▶ **Prompt**
Show every line of the data that contains the string "Result".

-------- Data to use

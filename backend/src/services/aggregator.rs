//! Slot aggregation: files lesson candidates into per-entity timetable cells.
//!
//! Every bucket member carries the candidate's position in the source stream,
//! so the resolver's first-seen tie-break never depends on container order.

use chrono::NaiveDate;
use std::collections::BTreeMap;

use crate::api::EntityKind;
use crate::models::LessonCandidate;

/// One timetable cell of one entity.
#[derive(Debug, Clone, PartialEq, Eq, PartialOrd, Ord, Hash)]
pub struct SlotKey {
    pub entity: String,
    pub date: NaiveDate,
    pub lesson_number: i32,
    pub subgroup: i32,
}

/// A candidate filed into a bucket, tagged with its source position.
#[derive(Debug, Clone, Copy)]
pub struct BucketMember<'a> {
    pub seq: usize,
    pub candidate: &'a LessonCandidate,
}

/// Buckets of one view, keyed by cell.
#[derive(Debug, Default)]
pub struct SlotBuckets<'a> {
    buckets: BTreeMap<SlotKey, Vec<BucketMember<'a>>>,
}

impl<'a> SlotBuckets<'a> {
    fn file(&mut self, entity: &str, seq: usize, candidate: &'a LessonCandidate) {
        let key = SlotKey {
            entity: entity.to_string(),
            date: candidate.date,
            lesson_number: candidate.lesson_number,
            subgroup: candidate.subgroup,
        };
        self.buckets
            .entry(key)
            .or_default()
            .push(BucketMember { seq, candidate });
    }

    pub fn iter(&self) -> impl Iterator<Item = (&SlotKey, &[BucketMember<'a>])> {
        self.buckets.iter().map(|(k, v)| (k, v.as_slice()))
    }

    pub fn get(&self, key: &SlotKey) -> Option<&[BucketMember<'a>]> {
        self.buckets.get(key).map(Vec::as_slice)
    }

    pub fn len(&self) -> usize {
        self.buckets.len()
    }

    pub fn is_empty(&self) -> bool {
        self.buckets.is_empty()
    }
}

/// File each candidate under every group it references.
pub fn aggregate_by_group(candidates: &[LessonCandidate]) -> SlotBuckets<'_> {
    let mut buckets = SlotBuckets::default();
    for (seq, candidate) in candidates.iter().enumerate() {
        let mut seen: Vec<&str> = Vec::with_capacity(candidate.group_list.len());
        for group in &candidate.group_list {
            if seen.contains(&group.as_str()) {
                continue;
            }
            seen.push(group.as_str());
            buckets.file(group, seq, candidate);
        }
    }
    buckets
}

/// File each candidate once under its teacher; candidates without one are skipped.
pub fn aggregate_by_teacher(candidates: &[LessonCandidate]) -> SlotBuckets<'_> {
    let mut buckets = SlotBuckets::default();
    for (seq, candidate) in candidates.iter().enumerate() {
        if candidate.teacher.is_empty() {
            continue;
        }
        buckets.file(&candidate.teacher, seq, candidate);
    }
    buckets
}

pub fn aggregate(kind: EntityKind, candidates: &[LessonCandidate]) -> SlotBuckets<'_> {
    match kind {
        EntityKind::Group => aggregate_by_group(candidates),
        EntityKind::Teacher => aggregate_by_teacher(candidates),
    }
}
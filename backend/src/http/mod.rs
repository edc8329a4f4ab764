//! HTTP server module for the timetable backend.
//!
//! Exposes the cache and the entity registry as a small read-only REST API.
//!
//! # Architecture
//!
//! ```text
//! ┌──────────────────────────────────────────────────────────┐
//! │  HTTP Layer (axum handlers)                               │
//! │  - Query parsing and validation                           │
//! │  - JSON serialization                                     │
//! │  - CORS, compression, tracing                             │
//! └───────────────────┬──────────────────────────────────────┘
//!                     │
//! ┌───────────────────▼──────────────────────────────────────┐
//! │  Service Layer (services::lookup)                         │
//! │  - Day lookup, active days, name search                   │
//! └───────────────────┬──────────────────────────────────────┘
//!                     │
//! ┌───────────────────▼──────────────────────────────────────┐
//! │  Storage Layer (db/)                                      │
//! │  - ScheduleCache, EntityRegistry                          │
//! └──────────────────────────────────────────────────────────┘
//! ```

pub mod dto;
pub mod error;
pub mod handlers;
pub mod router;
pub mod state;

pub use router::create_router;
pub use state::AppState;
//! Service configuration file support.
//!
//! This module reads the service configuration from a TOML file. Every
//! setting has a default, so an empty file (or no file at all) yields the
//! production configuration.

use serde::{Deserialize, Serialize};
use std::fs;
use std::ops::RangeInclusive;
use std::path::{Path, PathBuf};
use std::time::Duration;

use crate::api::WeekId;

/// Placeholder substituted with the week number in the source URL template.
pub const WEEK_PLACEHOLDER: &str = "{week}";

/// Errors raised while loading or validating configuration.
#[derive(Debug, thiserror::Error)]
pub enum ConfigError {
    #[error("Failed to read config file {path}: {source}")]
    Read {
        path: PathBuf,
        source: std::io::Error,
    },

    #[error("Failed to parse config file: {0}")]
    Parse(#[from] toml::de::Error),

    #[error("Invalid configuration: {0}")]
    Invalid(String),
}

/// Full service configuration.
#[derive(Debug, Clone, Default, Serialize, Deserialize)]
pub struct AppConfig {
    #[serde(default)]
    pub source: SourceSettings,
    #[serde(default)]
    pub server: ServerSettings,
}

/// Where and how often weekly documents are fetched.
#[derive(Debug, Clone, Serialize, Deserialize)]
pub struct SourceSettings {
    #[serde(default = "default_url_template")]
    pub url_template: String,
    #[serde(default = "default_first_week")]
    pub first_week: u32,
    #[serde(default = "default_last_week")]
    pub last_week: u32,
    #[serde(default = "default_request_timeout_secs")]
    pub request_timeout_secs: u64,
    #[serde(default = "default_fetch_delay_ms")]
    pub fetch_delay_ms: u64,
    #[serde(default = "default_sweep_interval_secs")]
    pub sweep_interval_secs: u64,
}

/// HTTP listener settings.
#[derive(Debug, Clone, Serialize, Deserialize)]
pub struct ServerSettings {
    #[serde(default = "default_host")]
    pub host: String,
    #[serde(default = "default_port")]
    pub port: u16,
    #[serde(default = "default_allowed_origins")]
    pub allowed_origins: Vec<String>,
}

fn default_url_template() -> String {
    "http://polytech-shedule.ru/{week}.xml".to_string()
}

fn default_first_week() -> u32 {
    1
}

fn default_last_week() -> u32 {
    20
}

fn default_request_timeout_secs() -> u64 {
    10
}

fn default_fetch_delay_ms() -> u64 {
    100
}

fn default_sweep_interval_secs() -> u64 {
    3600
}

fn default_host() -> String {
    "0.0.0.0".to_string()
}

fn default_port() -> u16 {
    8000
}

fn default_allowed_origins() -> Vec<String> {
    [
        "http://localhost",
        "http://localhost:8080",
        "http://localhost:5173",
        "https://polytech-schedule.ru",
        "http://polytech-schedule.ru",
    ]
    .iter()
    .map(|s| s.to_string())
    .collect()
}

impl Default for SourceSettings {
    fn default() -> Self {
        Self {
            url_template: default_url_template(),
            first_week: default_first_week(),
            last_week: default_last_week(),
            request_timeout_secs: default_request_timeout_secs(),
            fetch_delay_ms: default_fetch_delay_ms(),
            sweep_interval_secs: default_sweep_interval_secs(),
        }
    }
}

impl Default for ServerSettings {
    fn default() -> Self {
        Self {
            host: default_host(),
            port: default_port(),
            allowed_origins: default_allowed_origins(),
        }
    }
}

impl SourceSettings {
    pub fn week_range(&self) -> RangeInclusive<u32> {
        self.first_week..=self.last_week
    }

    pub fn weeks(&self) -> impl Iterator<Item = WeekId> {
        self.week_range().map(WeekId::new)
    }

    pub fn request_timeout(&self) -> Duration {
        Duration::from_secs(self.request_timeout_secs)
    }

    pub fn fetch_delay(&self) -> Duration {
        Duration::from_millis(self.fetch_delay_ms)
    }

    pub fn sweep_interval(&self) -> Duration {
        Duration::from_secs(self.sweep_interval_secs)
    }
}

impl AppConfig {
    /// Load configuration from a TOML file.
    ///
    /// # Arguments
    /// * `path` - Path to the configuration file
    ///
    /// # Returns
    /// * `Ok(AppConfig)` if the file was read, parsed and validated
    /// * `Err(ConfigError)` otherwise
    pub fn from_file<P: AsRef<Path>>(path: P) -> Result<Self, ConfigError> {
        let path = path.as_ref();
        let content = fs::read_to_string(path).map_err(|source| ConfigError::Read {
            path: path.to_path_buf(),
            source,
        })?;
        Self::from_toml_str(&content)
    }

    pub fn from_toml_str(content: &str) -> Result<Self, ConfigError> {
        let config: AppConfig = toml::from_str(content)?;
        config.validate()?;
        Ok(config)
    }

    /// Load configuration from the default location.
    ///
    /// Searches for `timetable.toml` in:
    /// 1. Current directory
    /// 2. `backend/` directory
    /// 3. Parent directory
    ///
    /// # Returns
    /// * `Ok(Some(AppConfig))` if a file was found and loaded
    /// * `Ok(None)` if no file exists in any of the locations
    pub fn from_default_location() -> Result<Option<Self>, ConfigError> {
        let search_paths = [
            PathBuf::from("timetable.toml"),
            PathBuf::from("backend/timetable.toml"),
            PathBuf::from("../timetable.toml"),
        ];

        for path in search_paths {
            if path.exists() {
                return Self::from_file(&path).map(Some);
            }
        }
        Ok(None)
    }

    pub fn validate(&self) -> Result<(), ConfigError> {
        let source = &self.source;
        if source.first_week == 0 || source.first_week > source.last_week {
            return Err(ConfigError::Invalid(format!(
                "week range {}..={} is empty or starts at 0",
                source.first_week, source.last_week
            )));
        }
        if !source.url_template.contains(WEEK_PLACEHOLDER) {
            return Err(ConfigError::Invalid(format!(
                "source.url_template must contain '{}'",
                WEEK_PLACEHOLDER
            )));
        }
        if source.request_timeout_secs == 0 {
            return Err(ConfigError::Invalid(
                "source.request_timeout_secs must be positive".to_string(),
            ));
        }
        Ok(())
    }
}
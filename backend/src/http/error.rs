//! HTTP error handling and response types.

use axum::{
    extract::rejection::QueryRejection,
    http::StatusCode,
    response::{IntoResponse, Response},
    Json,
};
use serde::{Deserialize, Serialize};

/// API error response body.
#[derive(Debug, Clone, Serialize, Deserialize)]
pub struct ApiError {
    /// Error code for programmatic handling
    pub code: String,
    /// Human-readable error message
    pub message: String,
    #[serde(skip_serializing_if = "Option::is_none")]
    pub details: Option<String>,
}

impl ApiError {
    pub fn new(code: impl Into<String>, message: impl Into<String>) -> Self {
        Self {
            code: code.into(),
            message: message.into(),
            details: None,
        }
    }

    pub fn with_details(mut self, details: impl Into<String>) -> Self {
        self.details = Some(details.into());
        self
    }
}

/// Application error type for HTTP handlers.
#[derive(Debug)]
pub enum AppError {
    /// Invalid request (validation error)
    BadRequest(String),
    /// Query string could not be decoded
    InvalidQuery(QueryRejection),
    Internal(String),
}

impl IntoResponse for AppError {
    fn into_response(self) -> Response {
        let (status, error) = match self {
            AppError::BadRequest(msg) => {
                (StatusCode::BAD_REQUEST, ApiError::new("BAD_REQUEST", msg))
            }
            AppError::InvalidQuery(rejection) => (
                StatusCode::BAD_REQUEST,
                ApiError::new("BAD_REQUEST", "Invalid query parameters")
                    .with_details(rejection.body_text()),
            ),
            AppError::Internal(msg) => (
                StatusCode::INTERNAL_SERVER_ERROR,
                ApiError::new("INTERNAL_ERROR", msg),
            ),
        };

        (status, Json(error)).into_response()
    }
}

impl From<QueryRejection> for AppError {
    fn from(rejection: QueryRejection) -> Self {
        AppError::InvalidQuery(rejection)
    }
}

----------------
-------- Data to use

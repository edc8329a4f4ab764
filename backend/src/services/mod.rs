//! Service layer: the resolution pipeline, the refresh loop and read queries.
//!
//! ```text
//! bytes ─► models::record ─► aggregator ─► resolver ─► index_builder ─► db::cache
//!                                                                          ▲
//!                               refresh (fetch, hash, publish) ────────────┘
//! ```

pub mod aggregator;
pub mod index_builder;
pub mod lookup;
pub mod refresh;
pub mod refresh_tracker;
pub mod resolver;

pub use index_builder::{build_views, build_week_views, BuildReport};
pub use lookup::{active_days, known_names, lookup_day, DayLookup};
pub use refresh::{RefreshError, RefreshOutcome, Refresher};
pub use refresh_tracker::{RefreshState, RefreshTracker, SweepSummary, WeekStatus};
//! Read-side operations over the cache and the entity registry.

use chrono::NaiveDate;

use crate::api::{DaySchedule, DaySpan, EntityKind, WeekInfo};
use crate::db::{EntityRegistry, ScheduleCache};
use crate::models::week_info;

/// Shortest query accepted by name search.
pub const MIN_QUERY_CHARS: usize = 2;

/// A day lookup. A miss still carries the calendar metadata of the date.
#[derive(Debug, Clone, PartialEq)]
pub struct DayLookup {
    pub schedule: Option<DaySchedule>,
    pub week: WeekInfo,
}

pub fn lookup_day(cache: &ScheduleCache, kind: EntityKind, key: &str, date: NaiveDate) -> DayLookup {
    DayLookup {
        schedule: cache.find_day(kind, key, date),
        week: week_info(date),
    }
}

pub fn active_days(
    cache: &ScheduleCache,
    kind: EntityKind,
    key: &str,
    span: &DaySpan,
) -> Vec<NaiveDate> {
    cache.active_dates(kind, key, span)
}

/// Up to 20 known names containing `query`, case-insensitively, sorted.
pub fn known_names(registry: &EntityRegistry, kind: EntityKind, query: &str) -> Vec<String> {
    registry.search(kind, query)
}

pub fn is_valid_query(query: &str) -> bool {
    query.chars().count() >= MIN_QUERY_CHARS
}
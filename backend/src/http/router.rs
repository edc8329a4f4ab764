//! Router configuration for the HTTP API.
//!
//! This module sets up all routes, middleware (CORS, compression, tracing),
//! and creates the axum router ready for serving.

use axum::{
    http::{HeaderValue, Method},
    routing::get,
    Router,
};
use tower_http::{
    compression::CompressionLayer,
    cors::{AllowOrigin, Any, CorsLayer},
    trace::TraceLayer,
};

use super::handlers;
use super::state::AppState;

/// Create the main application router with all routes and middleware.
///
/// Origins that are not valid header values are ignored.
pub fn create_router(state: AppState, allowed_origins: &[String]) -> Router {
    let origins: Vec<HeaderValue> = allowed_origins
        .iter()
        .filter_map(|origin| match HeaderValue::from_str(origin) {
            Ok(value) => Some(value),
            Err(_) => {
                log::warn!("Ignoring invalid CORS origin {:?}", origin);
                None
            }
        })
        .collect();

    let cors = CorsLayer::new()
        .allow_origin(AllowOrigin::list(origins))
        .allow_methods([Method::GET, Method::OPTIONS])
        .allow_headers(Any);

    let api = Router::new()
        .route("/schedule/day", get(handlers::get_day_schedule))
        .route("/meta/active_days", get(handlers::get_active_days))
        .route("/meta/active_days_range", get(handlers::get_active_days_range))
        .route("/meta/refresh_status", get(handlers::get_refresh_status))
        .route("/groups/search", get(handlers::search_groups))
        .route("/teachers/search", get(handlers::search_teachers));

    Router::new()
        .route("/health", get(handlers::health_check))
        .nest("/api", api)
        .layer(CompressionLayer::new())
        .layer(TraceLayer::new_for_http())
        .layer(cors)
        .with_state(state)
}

----------------

▶ **Task solution**
    pub fn from_file<P: AsRef<Path>>(path: P) -> Result<Self, ConfigError> {
    pub fn from_toml_str(content: &str) -> Result<Self, ConfigError> {
    pub fn from_default_location() -> Result<Option<Self>, ConfigError> {
    pub fn validate(&self) -> Result<(), ConfigError> {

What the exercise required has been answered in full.